Liberal leader Bill Graham said it was an “embarrassment” that Environment Minister Rona Ambrose will chair a UN summit on climate change this week in Kenya, after admitting Canada won't meet its Kyoto targets.
“To be chairing a process you aren't committed to is an embarrassment,” Mr. Graham said, during a joint press conference with Bloc Québécois leader Gilles Duceppe Thursday in Ottawa...
Noticeably absent from the press conference was NDP leader Jack Layton. A spokesman for Mr. Layton said the NDP's stance on Kyoto is well known, and that Mr. Layton didn't feel the need join the other leaders at the press conference on Thursday.
Mr. Layton has been pushing environmental issues in the House as of late, including during a meeting with Stephen Harper that resulted in the Prime Minister agreeing to send the Clean Air Act before an all-party parliamentary committee.

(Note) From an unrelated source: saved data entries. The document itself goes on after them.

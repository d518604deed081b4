//! The emotion base of one agent.

use mindset_types::{AgentId, Emotion, EmotionKind, Predicate};

/// Ordered set of emotions, unique by kind, `about` and cause.
#[derive(Debug, Clone, Default)]
pub struct EmotionBase {
    emotions: Vec<Emotion>,
}

impl EmotionBase {
    /// Create an empty base.
    pub const fn new() -> Self {
        Self {
            emotions: Vec::new(),
        }
    }

    /// Store `emotion` on behalf of `owner`.
    ///
    /// An existing emotion with the same identity is replaced. When both
    /// carry an intensity they merge: the intensities add up to at most 1
    /// and the decay of the stronger one is kept (the older one on ties).
    pub fn add(&mut self, owner: AgentId, mut emotion: Emotion) {
        if let Some(position) = self.position(&emotion) {
            let old = self.emotions.remove(position);
            if let (Some(new_intensity), Some(old_intensity)) = (emotion.intensity, old.intensity) {
                emotion.intensity = Some((new_intensity + old_intensity).min(1.0));
                if old_intensity >= new_intensity {
                    emotion.decay = old.decay;
                }
            }
        }
        emotion.owner = Some(owner);
        self.emotions.push(emotion);
    }

    /// Remove the emotion with the same identity. Returns whether one existed.
    pub fn remove(&mut self, emotion: &Emotion) -> bool {
        match self.position(emotion) {
            Some(position) => {
                self.emotions.remove(position);
                true
            }
            None => false,
        }
    }

    /// True if an emotion with the same identity is stored.
    pub fn contains(&self, emotion: &Emotion) -> bool {
        self.position(emotion).is_some()
    }

    /// The stored emotion with the same identity.
    pub fn get(&self, emotion: &Emotion) -> Option<&Emotion> {
        self.emotions.iter().find(|held| held.same_as(emotion))
    }

    /// First stored emotion of `kind`, whatever its payload.
    pub fn first_of_kind(&self, kind: &EmotionKind) -> Option<&Emotion> {
        self.emotions.iter().find(|held| held.kind == *kind)
    }

    /// All stored emotions of `kind`.
    pub fn of_kind<'a, 'k>(&'a self, kind: &'k EmotionKind) -> impl Iterator<Item = &'a Emotion> + use<'a, 'k> {
        self.emotions.iter().filter(move |held| held.kind == *kind)
    }

    /// First stored emotion of `kind` about a predicate matching `about`.
    pub fn find_about(&self, kind: &EmotionKind, about: &Predicate) -> Option<&Emotion> {
        self.of_kind(kind).find(|held| held.is_about(about))
    }

    /// All stored emotions, oldest first.
    pub fn iter(&self) -> impl Iterator<Item = &Emotion> {
        self.emotions.iter()
    }

    /// Number of stored emotions.
    pub fn len(&self) -> usize {
        self.emotions.len()
    }

    /// True if nothing is stored.
    pub fn is_empty(&self) -> bool {
        self.emotions.is_empty()
    }

    /// Apply one tick of decay and evict emotions whose tracked intensity
    /// reached zero. Returns the evicted emotions.
    pub fn decay(&mut self) -> Vec<Emotion> {
        for emotion in &mut self.emotions {
            if let Some(intensity) = emotion.intensity.as_mut() {
                *intensity -= emotion.decay;
            }
        }
        let (faded, kept): (Vec<Emotion>, Vec<Emotion>) = self
            .emotions
            .drain(..)
            .partition(|emotion| emotion.intensity.is_some_and(|i| i <= 0.0));
        self.emotions = kept;
        faded
    }

    fn position(&self, emotion: &Emotion) -> Option<usize> {
        self.emotions.iter().position(|held| held.same_as(emotion))
    }
}

#[cfg(test)]
#[allow(clippy::unwrap_used)]
mod tests {
    use super::*;

    fn joy(intensity: f64) -> Emotion {
        Emotion::new(EmotionKind::Joy)
            .with_intensity(intensity)
            .about(Predicate::new("water"))
    }

    #[test]
    fn merge_adds_and_caps_intensity() {
        let owner = AgentId::new();
        let mut base = EmotionBase::new();
        base.add(owner, joy(0.4));
        base.add(owner, joy(0.3));
        assert_eq!(base.len(), 1);
        let stored = base.get(&joy(0.0)).unwrap();
        assert!((stored.intensity.unwrap() - 0.7).abs() < 1e-9);

        base.add(owner, joy(0.9));
        let stored = base.get(&joy(0.0)).unwrap();
        assert!((stored.intensity.unwrap() - 1.0).abs() < 1e-9);
        assert_eq!(stored.owner, Some(owner));
    }

    #[test]
    fn merge_keeps_decay_of_stronger() {
        let owner = AgentId::new();
        let mut base = EmotionBase::new();
        base.add(owner, joy(0.6).with_decay(0.01));
        base.add(owner, joy(0.2).with_decay(0.5));
        assert!((base.get(&joy(0.0)).unwrap().decay - 0.01).abs() < 1e-9);

        base.add(owner, joy(0.9).with_decay(0.2));
        assert!((base.get(&joy(0.0)).unwrap().decay - 0.2).abs() < 1e-9);
    }

    #[test]
    fn untracked_replaces_without_merge() {
        let owner = AgentId::new();
        let mut base = EmotionBase::new();
        base.add(owner, joy(0.4));
        base.add(owner, Emotion::new(EmotionKind::Joy).about(Predicate::new("water")));
        assert_eq!(base.len(), 1);
        assert!(base.get(&joy(0.0)).unwrap().intensity.is_none());
    }

    #[test]
    fn decay_evicts_faded_but_keeps_untracked() {
        let owner = AgentId::new();
        let mut base = EmotionBase::new();
        base.add(owner, joy(0.1).with_decay(0.1));
        base.add(owner, Emotion::new(EmotionKind::Fear).with_decay(0.5));
        base.add(
            owner,
            Emotion::new(EmotionKind::Hope)
                .with_intensity(0.8)
                .with_decay(0.3),
        );
        let faded = base.decay();
        assert_eq!(faded.len(), 1);
        assert_eq!(base.len(), 2);
        let hope = base.first_of_kind(&EmotionKind::Hope).unwrap();
        assert!((hope.intensity.unwrap() - 0.5).abs() < 1e-9);
    }

    #[test]
    fn remove_reports_presence() {
        let owner = AgentId::new();
        let mut base = EmotionBase::new();
        base.add(owner, joy(0.5));
        assert!(base.remove(&joy(0.0)));
        assert!(!base.remove(&joy(0.0)));
        assert!(base.is_empty());
    }
}
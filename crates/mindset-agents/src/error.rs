//! Error types for the mindset-agents crate.
//!
//! Store operations report "absent", "already present" and "guard unmet"
//! through `bool` and `Option` returns. The errors here cover the rare
//! conditions that are genuine faults: an exhausted arena or an invalid
//! tunable.

use mindset_types::AgentId;

/// Errors that can occur while manipulating a cognitive state.
#[derive(Debug, thiserror::Error)]
pub enum CognitionError {
    /// The per-agent arena ran out of identifiers.
    #[error("mental-state arena exhausted for agent {owner}")]
    ArenaExhausted {
        /// Agent whose store is full.
        owner: AgentId,
    },

    /// A tunable was outside its accepted range.
    #[error("invalid tunable {name}: {value}")]
    InvalidTunable {
        /// Name of the offending field.
        name: &'static str,
        /// Rejected value, rendered for display.
        value: String,
    },
}
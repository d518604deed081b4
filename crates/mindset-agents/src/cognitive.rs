//! Per-agent cognitive state and the mental-state operations of the BDI
//! architecture.
//!
//! [`CognitiveState`] owns everything one agent thinks and feels: the six
//! modality stores, the emotion base, social links, the current plan and
//! norm, norm statuses, dispositions and the thought log. All mutation goes
//! through the methods here so that the cross-store bookkeeping happens
//! exactly once:
//!
//! - adding a belief revokes contradictions, resolves a matching intention
//!   and runs the appraisal rules;
//! - adding an obligation drops every standing intention;
//! - removing a desire removes its intention copy;
//! - every removal purges the record from other intentions' link lists.
//!
//! "Not found" and "already present" are ordinary outcomes reported as
//! `bool` or `Option`.

use std::collections::BTreeMap;

use mindset_types::{
    AgentId, Emotion, MentalState, MentalStateId, Modality, Personality, SocialLink,
};
use tracing::{debug, warn};

use crate::appraisal;
use crate::config::{CognitionTunables, EngineConfig};
use crate::emotions::EmotionBase;
use crate::error::CognitionError;
use crate::norms::NormBook;
use crate::personality::Dispositions;
use crate::store::MentalStateStore;
use crate::thoughts::ThoughtLog;

/// Modalities whose lifetimes are aged each tick, in aging order.
pub const AGED_MODALITIES: [Modality; 5] = [
    Modality::Belief,
    Modality::Desire,
    Modality::Intention,
    Modality::Uncertainty,
    Modality::Obligation,
];

/// Everything one agent thinks and feels.
#[derive(Debug, Clone)]
pub struct CognitiveState {
    owner: AgentId,
    /// Architecture switches.
    pub config: EngineConfig,
    /// OCEAN traits.
    pub personality: Personality,
    /// Derived or modeler-assigned dispositions.
    pub dispositions: Dispositions,
    /// Seconds simulated per tick, used by the decay formulas.
    pub time_step: f64,
    store: MentalStateStore,
    emotions: EmotionBase,
    social_links: BTreeMap<AgentId, SocialLink>,
    /// Name of the plan being executed.
    pub current_plan: Option<String>,
    /// Name of the norm being executed.
    pub current_norm: Option<String>,
    /// Runtime status of known norms.
    pub norms: NormBook,
    /// Recent trace notes.
    pub thoughts: ThoughtLog,
}
//! Error types for the engine binary.
//!
//! [`EngineError`] is the top-level error type that wraps all possible
//! failure modes during engine startup and simulation execution.

/// Top-level error for the engine binary.
///
/// Each variant wraps a specific subsystem error, providing a single
/// error type that `main` can propagate with `?`.
#[derive(Debug, thiserror::Error)]
pub enum EngineError {
    /// Configuration loading failed.
    #[error("config error: {source}")]
    Config {
        /// The underlying config error.
        #[from]
        source: mindset_core::config::ConfigError,
    },

    /// Simulation runner failed.
    #[error("runner error: {source}")]
    Runner {
        /// The underlying runner error.
        #[from]
        source: mindset_core::runner::RunnerError,
    },

    /// The log filter could not be parsed.
    #[error("invalid log level `{level}`: {message}")]
    Logging {
        /// The configured level.
        level: String,
        /// Why it was rejected.
        message: String,
    },
}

I read another piece that said New Democrat MP Nathan Cullen was also in attendance, but the Layton angle is disturbing. Why not join the other parties in a co-ordinated response? The fact Layton "didn't feel the need" forces me to think that Layton doesn't want to share the stage and is playing politics with this issue.
I applauded Layton's recent moves, and resisted the cynicism that Layton was playing games. However, I call bullshit now, because Layton's no show looks transparent and dangerous to the process. Crafting a real environmental bill isn't an exercise in who comes out smelling like a rose. Layton's freelancing, and resistence to join a coalition makes me question the entire motivation for his discussions with Harper. Harper would be quite happy to peel away one of the parties and confront a divided opposition. Layton sends exactly this message, by choosing to not attend such a basic show of unity.
If the environment is such a central thesis to Layton, if the planet's needs are paramount, then he should go to great pains to eliminate any political motivations. What we learned today, Layton should be watched carefully and the events of recent days may just be more typical grandstanding, wherein personal ambition trumps any sense of moral obligation, despite the pointed rhetoric. I now wear my cynical hat. Is this exercise "making parliament work" as Layton argues, or "making parliament work for my self interest" as today clearly infers?